● **Task to carry out**
Lines from the line with "pub trait RenderBackend" to the line with "has no matching" in the entries below, and only those, must be output exactly, with both ends included.

● **Dataset entries**
────────────────────
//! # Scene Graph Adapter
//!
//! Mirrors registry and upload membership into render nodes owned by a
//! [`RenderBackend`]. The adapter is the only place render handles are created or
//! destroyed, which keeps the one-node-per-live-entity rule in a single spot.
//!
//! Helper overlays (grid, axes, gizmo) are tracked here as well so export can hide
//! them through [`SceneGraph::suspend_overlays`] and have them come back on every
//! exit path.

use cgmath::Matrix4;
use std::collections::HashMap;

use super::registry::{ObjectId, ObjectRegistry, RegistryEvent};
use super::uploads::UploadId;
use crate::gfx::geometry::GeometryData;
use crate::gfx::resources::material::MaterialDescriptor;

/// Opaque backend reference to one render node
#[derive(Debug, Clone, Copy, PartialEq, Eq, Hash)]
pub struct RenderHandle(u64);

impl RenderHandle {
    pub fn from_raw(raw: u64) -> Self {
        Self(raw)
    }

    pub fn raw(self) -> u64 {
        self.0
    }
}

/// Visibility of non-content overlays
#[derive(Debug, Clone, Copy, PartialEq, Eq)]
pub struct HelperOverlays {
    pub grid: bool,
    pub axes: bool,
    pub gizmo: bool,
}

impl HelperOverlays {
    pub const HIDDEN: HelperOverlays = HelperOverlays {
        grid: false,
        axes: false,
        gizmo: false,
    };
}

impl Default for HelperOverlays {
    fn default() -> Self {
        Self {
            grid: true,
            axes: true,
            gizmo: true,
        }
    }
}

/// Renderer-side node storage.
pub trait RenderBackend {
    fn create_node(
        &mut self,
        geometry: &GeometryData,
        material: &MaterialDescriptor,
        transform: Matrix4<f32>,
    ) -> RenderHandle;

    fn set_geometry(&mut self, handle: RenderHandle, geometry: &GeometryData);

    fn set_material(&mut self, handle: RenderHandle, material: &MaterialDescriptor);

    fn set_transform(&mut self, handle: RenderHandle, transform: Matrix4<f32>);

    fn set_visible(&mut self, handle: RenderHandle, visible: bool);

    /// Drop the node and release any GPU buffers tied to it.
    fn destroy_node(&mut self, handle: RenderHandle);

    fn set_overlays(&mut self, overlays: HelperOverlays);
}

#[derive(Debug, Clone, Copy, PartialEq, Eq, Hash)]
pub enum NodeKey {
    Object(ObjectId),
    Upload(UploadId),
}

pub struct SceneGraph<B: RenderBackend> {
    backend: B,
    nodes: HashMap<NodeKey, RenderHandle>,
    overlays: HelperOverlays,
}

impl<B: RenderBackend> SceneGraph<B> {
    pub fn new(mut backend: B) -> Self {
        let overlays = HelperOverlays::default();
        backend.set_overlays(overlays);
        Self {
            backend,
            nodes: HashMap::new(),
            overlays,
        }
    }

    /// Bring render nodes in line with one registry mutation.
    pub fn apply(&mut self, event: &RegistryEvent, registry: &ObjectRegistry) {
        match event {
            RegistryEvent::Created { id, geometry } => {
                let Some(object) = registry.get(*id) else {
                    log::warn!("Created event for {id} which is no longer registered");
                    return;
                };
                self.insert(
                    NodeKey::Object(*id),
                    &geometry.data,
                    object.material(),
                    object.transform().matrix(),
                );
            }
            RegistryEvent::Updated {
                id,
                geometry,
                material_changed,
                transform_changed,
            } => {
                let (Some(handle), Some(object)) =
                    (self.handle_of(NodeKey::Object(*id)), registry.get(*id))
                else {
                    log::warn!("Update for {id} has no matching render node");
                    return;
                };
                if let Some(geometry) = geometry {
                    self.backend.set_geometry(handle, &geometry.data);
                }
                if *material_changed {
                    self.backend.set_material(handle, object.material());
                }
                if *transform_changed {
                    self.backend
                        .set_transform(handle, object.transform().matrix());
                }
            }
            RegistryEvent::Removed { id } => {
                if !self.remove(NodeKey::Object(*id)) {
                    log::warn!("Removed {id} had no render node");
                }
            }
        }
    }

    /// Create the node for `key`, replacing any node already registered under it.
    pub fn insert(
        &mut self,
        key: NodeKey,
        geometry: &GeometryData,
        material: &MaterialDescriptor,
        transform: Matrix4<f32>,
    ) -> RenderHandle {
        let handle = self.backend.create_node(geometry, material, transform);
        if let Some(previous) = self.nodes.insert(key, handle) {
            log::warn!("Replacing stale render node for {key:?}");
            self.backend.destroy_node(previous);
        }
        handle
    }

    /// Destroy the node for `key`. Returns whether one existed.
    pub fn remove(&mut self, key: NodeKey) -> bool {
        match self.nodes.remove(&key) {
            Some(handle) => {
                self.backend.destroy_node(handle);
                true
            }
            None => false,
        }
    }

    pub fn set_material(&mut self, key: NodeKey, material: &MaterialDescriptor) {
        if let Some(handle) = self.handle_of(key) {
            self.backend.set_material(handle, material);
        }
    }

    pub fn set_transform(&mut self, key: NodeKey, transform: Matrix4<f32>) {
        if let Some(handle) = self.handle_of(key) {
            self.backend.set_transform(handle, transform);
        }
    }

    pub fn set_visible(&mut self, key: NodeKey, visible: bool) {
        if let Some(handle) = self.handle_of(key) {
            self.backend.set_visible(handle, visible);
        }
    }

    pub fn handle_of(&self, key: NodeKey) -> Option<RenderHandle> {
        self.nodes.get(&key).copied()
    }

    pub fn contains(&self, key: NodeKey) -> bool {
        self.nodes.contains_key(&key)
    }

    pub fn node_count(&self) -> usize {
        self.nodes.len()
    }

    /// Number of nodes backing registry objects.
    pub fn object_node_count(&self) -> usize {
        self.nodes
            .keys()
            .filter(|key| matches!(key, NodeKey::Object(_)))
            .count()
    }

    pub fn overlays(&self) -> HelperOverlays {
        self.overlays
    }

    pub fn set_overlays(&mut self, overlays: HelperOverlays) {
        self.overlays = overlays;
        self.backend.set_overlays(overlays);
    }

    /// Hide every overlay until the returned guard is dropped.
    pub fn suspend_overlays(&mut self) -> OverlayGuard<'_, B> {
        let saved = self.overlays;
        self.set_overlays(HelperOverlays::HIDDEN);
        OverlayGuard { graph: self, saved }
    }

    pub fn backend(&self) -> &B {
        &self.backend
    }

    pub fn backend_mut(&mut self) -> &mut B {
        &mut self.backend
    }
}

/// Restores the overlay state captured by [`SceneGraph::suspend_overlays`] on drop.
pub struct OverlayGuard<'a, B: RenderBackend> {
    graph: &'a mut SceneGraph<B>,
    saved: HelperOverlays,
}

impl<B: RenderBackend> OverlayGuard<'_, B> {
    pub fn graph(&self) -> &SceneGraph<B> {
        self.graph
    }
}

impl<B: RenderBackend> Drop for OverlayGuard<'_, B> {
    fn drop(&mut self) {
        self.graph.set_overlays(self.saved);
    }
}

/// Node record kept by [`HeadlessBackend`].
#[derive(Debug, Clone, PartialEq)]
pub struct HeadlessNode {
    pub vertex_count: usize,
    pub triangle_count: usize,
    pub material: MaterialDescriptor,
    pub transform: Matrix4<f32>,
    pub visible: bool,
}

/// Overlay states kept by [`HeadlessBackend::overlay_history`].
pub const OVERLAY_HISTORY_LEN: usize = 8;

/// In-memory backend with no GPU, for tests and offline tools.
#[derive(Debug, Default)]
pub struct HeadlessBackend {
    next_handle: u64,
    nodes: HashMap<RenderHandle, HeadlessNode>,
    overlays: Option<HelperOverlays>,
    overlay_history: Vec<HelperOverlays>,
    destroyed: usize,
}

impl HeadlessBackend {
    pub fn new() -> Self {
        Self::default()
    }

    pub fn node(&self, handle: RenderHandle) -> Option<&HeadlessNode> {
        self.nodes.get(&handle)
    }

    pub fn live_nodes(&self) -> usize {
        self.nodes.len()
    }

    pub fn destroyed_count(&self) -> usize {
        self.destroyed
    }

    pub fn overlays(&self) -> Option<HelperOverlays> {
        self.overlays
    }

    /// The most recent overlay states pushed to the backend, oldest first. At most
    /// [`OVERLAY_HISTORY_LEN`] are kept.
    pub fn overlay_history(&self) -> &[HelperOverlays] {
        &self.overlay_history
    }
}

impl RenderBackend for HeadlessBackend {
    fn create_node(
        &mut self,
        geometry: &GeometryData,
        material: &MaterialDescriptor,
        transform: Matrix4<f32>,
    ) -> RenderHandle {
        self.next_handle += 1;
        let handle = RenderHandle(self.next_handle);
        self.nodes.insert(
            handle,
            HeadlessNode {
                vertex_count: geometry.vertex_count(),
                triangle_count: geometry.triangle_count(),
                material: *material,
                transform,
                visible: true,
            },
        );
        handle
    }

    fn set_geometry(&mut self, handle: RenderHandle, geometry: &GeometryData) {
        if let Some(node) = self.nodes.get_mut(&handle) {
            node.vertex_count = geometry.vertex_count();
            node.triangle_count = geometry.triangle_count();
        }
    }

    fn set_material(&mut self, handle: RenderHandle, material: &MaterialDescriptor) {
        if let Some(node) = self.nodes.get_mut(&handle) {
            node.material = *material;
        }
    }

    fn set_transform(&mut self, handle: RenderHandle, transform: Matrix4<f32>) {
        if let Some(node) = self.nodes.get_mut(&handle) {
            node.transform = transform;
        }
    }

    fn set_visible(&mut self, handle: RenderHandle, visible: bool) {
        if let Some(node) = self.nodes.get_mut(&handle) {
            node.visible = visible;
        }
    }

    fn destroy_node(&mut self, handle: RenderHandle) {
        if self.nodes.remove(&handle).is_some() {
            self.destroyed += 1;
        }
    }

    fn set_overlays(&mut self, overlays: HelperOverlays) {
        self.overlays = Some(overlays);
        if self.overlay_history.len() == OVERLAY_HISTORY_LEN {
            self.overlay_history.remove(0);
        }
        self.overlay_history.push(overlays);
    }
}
────────────────────
● **Task result**
pub trait RenderBackend {
    fn create_node(
        &mut self,
        geometry: &GeometryData,
        material: &MaterialDescriptor,
        transform: Matrix4<f32>,
    ) -> RenderHandle;

    fn set_geometry(&mut self, handle: RenderHandle, geometry: &GeometryData);

    fn set_material(&mut self, handle: RenderHandle, material: &MaterialDescriptor);

    fn set_transform(&mut self, handle: RenderHandle, transform: Matrix4<f32>);

    fn set_visible(&mut self, handle: RenderHandle, visible: bool);

    /// Drop the node and release any GPU buffers tied to it.
    fn destroy_node(&mut self, handle: RenderHandle);

    fn set_overlays(&mut self, overlays: HelperOverlays);
}

#[derive(Debug, Clone, Copy, PartialEq, Eq, Hash)]
pub enum NodeKey {
    Object(ObjectId),
    Upload(UploadId),
}

pub struct SceneGraph<B: RenderBackend> {
    backend: B,
    nodes: HashMap<NodeKey, RenderHandle>,
    overlays: HelperOverlays,
}

impl<B: RenderBackend> SceneGraph<B> {
    pub fn new(mut backend: B) -> Self {
        let overlays = HelperOverlays::default();
        backend.set_overlays(overlays);
        Self {
            backend,
            nodes: HashMap::new(),
            overlays,
        }
    }

    /// Bring render nodes in line with one registry mutation.
    pub fn apply(&mut self, event: &RegistryEvent, registry: &ObjectRegistry) {
        match event {
            RegistryEvent::Created { id, geometry } => {
                let Some(object) = registry.get(*id) else {
                    log::warn!("Created event for {id} which is no longer registered");
                    return;
                };
                self.insert(
                    NodeKey::Object(*id),
                    &geometry.data,
                    object.material(),
                    object.transform().matrix(),
                );
            }
            RegistryEvent::Updated {
                id,
                geometry,
                material_changed,
                transform_changed,
            } => {
                let (Some(handle), Some(object)) =
                    (self.handle_of(NodeKey::Object(*id)), registry.get(*id))
                else {
                    log::warn!("Update for {id} has no matching render node");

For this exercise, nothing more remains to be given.